Jimek explica que esta “crueza” é também uma referência aos tradicionais skits do hip-hop.
“Os skits eram aqueles pequenos interlúdios entre faixas que, antes de existirem o streaming e as contagens de visualizações, construíam toda a atmosfera de um álbum. Ouvia‑se o LP inteiro e esses interlúdios eram muitas vezes conversas numa loja, conversas no carro, conversas no estúdio – todo o backstage. Para mim, artisticamente, esse bastidor do piano, desse processo em estúdio, é precisamente esse skit – e muitas vezes acontece dentro da própria faixa.”
“Antigamente, se calhar, era uma espécie de desporto de homens, mas hoje a masculinidade, ser homem, é um tema que vale a pena explorar”, afirma Radzimir “Jimek” Dębski à Euronews, Hotel Polonia Palace.“Antigamente, se calhar, era uma espécie de desporto de homens, mas hoje a masculinidade, ser homem, é um tema que vale a pena explorar”, afirma Radzimir “Jimek” Dębski à Euronews, Hotel Polonia Palace.

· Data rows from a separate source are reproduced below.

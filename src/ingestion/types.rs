//! Core data types for the ingestion pipeline
//! Pure data structures with no I/O

use chrono::NaiveDate;
use serde::Serialize;

/// One listing exactly as the search endpoint returned it
pub type RawListing = serde_json::Value;

/// Parameters of one geographic search, fixed for the whole run
#[derive(Debug, Clone, PartialEq)]
pub struct SearchQuery {
    pub city: String,
    pub state: String,
    pub bounds: MapBounds,
    pub region: RegionSelection,
}

/// Bounding box in decimal degrees
#[derive(Debug, Clone, Copy, PartialEq, Serialize)]
pub struct MapBounds {
    pub west: f64,
    pub east: f64,
    pub south: f64,
    pub north: f64,
}

/// (regionId, regionType) pair identifying the searched area
#[derive(Debug, Clone, Copy, PartialEq, Eq, Serialize)]
#[serde(rename_all = "camelCase")]
pub struct RegionSelection {
    pub region_id: u64,
    pub region_type: u32,
}

impl SearchQuery {
    /// Stamford, CT - the query the daily job runs
    pub fn stamford_ct() -> Self {
        SearchQuery {
            city: "Stamford".to_string(),
            state: "CT".to_string(),
            bounds: MapBounds {
                west: -73.67487426538085,
                east: -73.45411773461913,
                south: 40.9626044146077,
                north: 41.180536765064744,
            },
            region: RegionSelection {
                region_id: 27239,
                region_type: 6,
            },
        }
    }

    /// Search term as typed into the site's search box, e.g. "Stamford,CT"
    pub fn search_term(&self) -> String {
        format!("{},{}", self.city, self.state)
    }

    /// Local file name for a run on `date`, e.g. `stamford_ct_zillow_2024-01-09.csv`
    pub fn output_file_name(&self, date: NaiveDate) -> String {
        let city = self.city.trim().to_lowercase().replace(' ', "_");
        let state = self.state.trim().to_lowercase();
        format!("{}_{}_zillow_{}.csv", city, state, date.format("%Y-%m-%d"))
    }
}

/// Pagination state threaded through one extraction run
#[derive(Debug, Clone, Copy, PartialEq, Eq)]
pub struct PageCursor {
    pub current_page: u32,
    pub total_pages: u32,
}

impl PageCursor {
    /// Page 1 of an unknown total, treated as 1 until the first response
    pub fn start() -> Self {
        PageCursor {
            current_page: 1,
            total_pages: 1,
        }
    }

    pub fn has_more(&self) -> bool {
        self.current_page <= self.total_pages
    }

    /// Record the total reported by the latest response; it may grow or shrink
    pub fn observe_total(&mut self, total_pages: u32) {
        self.total_pages = total_pages;
    }

    pub fn advance(&mut self) {
        self.current_page += 1;
    }
}

/// Listings and page count from a single search response
#[derive(Debug, Clone, PartialEq)]
pub struct SearchPage {
    pub listings: Vec<RawListing>,
    pub total_pages: u32,
}

/// Projected output row - one per raw listing.
/// `None` marks a field that was absent or unreadable on the source listing.
#[derive(Debug, Clone, PartialEq)]
pub struct ListingRecord {
    pub zpid: Option<String>,
    pub price: Option<String>,
    pub beds: Option<String>,
    pub baths: Option<String>,
    pub area: Option<String>,
    pub latitude: Option<String>,
    pub longitude: Option<String>,
    pub status_type: Option<String>,
    pub city: String,
    pub state: String,
    pub page: u32,
}

impl ListingRecord {
    /// Column names in output order, excluding the row index
    pub const COLUMNS: [&'static str; 11] = [
        "zpid",
        "price",
        "beds",
        "baths",
        "area",
        "latitude",
        "longitude",
        "statusType",
        "city",
        "state",
        "page",
    ];

    /// Cell values in `COLUMNS` order; missing fields become empty cells
    pub fn cells(&self) -> [String; 11] {
        let opt = |v: &Option<String>| v.clone().unwrap_or_default();
        [
            opt(&self.zpid),
            opt(&self.price),
            opt(&self.beds),
            opt(&self.baths),
            opt(&self.area),
            opt(&self.latitude),
            opt(&self.longitude),
            opt(&self.status_type),
            self.city.clone(),
            self.state.clone(),
            self.page.to_string(),
        ]
    }

    /// Number of projected fields that came back missing
    pub fn missing_fields(&self) -> usize {
        [
            &self.zpid,
            &self.price,
            &self.beds,
            &self.baths,
            &self.area,
            &self.latitude,
            &self.longitude,
            &self.status_type,
        ]
        .iter()
        .filter(|v| v.is_none())
        .count()
    }
}

/// Outcome of one full pipeline run
#[derive(Debug, Default, Clone)]
pub struct RunStats {
    pub pages_fetched: u32,
    pub records: usize,
    pub missing_fields: usize,
    pub bytes_uploaded: u64,
}

impl std::fmt::Display for RunStats {
    fn fmt(&self, f: &mut std::fmt::Formatter<'_>) -> std::fmt::Result {
        write!(
            f,
            "pages: {}, records: {}, missing fields: {}, uploaded: {} bytes",
            self.pages_fetched, self.records, self.missing_fields, self.bytes_uploaded
        )
    }
}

Masculinidade, ser homem e sensibilidade
No álbum não participa nenhuma rapper. Os doze artistas convidados são homens. Jimek explica à Euronews:
“Aconteceu assim, simplesmente. A certa altura reparei e decidi não mudar – pelo contrário, transformar isso numa vantagem. Também falamos muito do rap que está a mudar. Isso aparece nas letras. Antigamente, se calhar, era uma espécie de desporto de homens, mas hoje a masculinidade, ser homem, é um tema que vale a pena explorar. O que é que isso sequer quer dizer? Temos abordagens diferentes. Essa sensibilidade... como é que a mostras? É um dilema para um homem. Talvez, na minha geração, exista este diálogo interno: que tipo de homem devo ser, em quem devo tornar‑me, de que é que o mundo precisa? Até há pouco tempo havia um clima em que a masculinidade tradicional era vista como algo ultrapassado. Agora estamos num momento em que, talvez, voltemos a perceber que é necessária.”
A entrevista foi realizada no Hotel Polonia Palace, em Varsóvia.